Folk is an album by the Swedish jazz group Oddjob, released in 2015. The project is based on archival recordings of traditional Swedish pastoral music, which the band reworked and arranged into seven compositions.
Note: This review was originally published in 2015 on Archaicpop.com, before the launch of Bestofjazz.org. At the time, the editorial line covered a broader range of music beyond jazz.

Oddjob
Folk
(Caprice Records)
In 1965, some of Sweden’s leading jazz musicians were commissioned to arrange traditional Swedish music for a radio program. For the occasion, they were given access to archival recordings, rare documents of folk and pastoral music.
Fifty years later, Oddjob revisits those same archives at the Swedish Center for Folk Music. In the spring of 2015, the band recorded seven compositions, all based on these early recordings. The result is what you hear on this aptly titled album, Folk.
Oddjob is made up of Göran Kajfes, Per Johansson, Daniel Karlsson, Peter Forss and Janne Robertson.
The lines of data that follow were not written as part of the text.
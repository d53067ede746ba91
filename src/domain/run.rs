//! Code runs: what was executed, how, and what came back.

use chrono::{DateTime, Utc};
use serde::{Deserialize, Serialize};
use std::collections::BTreeMap;
use uuid::Uuid;

// ── Language ─────────────────────────────────────────────────────

/// Languages the sandbox knows how to format, build, and test.
#[derive(Debug, Clone, Copy, PartialEq, Eq, Hash, Serialize, Deserialize)]
#[serde(rename_all = "lowercase")]
pub enum Language {
    Go,
    Python,
    TypeScript,
    Rust,
    Java,
}

impl Language {
    pub const ALL: &'static [Language] = &[
        Self::Go,
        Self::Python,
        Self::TypeScript,
        Self::Rust,
        Self::Java,
    ];

    pub fn label(self) -> &'static str {
        match self {
            Self::Go => "go",
            Self::Python => "python",
            Self::TypeScript => "typescript",
            Self::Rust => "rust",
            Self::Java => "java",
        }
    }
}

impl std::fmt::Display for Language {
    fn fmt(&self, f: &mut std::fmt::Formatter<'_>) -> std::fmt::Result {
        f.write_str(self.label())
    }
}

// ── Recipe ───────────────────────────────────────────────────────

/// Which checks to run, and the per-request deadline.
#[derive(Debug, Clone, Copy, PartialEq, Eq, Serialize, Deserialize)]
pub struct Recipe {
    pub format: bool,
    pub build: bool,
    pub test: bool,
    /// Whole-run deadline in seconds.
    pub timeout_seconds: u32,
}

impl Default for Recipe {
    fn default() -> Self {
        Self {
            format: true,
            build: true,
            test: true,
            timeout_seconds: 60,
        }
    }
}

// ── Parsed results ───────────────────────────────────────────────

#[derive(Debug, Clone, Copy, PartialEq, Eq, Serialize, Deserialize)]
#[serde(rename_all = "snake_case")]
pub enum DiagnosticSeverity {
    Error,
    Warning,
}

/// A build diagnostic lifted from raw toolchain output.
#[derive(Debug, Clone, PartialEq, Serialize, Deserialize)]
pub struct Diagnostic {
    pub file: String,
    pub line: u32,
    pub column: u32,
    pub severity: DiagnosticSeverity,
    pub message: String,
}

/// One test case result.
#[derive(Debug, Clone, PartialEq, Serialize, Deserialize)]
pub struct TestResult {
    /// Package / module / suite the test belongs to.
    pub package: String,
    pub name: String,
    pub passed: bool,
    pub duration_ms: u64,
    /// Captured output for failing tests (empty when passing).
    pub output: String,
}

// ── Risk notices ─────────────────────────────────────────────────

#[derive(Debug, Clone, Copy, PartialEq, Eq, Hash, Serialize, Deserialize)]
#[serde(rename_all = "snake_case")]
pub enum RiskCategory {
    Security,
    Quality,
    Performance,
    Reliability,
}

#[derive(Debug, Clone, Copy, PartialEq, Eq, PartialOrd, Ord, Serialize, Deserialize)]
#[serde(rename_all = "snake_case")]
pub enum RiskSeverity {
    Low,
    Medium,
    High,
}

/// A categorized pattern finding from static inspection of the code map.
/// Advisory only: notices never fail a run.
#[derive(Debug, Clone, PartialEq, Serialize, Deserialize)]
pub struct RiskNotice {
    pub category: RiskCategory,
    pub severity: RiskSeverity,
    pub title: String,
    pub description: String,
    pub file: String,
    pub line: u32,
    pub suggestion: String,
}

// ── Run output ───────────────────────────────────────────────────

/// Everything observed from one format → build → test pass.
#[derive(Debug, Clone, Default, PartialEq, Serialize, Deserialize)]
pub struct RunOutput {
    pub format_ok: bool,
    pub format_diff: String,
    pub build_ok: bool,
    pub build_errors: Vec<Diagnostic>,
    pub test_results: Vec<TestResult>,
    pub tests_passed: u32,
    pub tests_failed: u32,
    pub duration_ms: u64,
    pub risks: Vec<RiskNotice>,
}

impl RunOutput {
    /// Green run: at least one test ran and none failed.
    pub fn all_tests_passed(&self) -> bool {
        self.tests_failed == 0 && self.tests_passed > 0
    }

    /// Failing test results, for prompt assembly.
    pub fn failing_tests(&self) -> impl Iterator<Item = &TestResult> {
        self.test_results.iter().filter(|t| !t.passed)
    }
}

// ── Run entity ───────────────────────────────────────────────────

#[derive(Debug, Clone, Copy, PartialEq, Eq, Serialize, Deserialize)]
#[serde(rename_all = "snake_case")]
pub enum RunStatus {
    Pending,
    Running,
    Completed,
    Failed,
    Timeout,
}

/// One sandboxed execution of the session's working set.
#[derive(Debug, Clone, Serialize, Deserialize)]
pub struct Run {
    pub id: Uuid,
    pub session_id: Uuid,
    pub language: Language,
    /// Snapshot of the code map that was executed.
    pub code_snapshot: BTreeMap<String, String>,
    pub recipe: Recipe,
    pub status: RunStatus,
    pub output: Option<RunOutput>,
    pub started_at: Option<DateTime<Utc>>,
    pub finished_at: Option<DateTime<Utc>>,
}

impl Run {
    pub fn new(
        session_id: Uuid,
        language: Language,
        code_snapshot: BTreeMap<String, String>,
        recipe: Recipe,
    ) -> Self {
        Self {
            id: Uuid::new_v4(),
            session_id,
            language,
            code_snapshot,
            recipe,
            status: RunStatus::Pending,
            output: None,
            started_at: None,
            finished_at: None,
        }
    }
}

#[cfg(test)]
mod tests {
    use super::*;

    #[test]
    fn all_tests_passed_requires_at_least_one_test() {
        let mut out = RunOutput::default();
        assert!(!out.all_tests_passed());
        out.tests_passed = 3;
        assert!(out.all_tests_passed());
        out.tests_failed = 1;
        assert!(!out.all_tests_passed());
    }

    #[test]
    fn failing_tests_filters() {
        let out = RunOutput {
            test_results: vec![
                TestResult {
                    package: "pkg".into(),
                    name: "ok".into(),
                    passed: true,
                    duration_ms: 4,
                    output: String::new(),
                },
                TestResult {
                    package: "pkg".into(),
                    name: "bad".into(),
                    passed: false,
                    duration_ms: 9,
                    output: "assertion failed".into(),
                },
            ],
            tests_passed: 1,
            tests_failed: 1,
            ..RunOutput::default()
        };
        let failing: Vec<_> = out.failing_tests().map(|t| t.name.as_str()).collect();
        assert_eq!(failing, vec!["bad"]);
    }

    #[test]
    fn language_serde_is_lowercase() {
        assert_eq!(
            serde_json::to_string(&Language::TypeScript).unwrap(),
            "\"typescript\""
        );
        let back: Language = serde_json::from_str("\"go\"").unwrap();
        assert_eq!(back, Language::Go);
    }

    #[test]
    fn recipe_default_is_full_check() {
        let r = Recipe::default();
        assert!(r.format && r.build && r.test);
        assert_eq!(r.timeout_seconds, 60);
    }
}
It is an engaging group; if you have children, they might even have discovered it before you through Jazzoo, a project equivalent to Peter and the Wolf for jazz
Folk No.6 may stand out as the strongest piece on the album. It is probably not the one that grabs you immediately on a first listen, but over time, it reveals itself differently. It captures best the tensions between past and present, between the instruments themselves, and a piano that moves restlessly between these worlds and timelines, trying to connect them.
What draws us in is precisely that unstable connection: something chaotic at first, gradually finding its shape.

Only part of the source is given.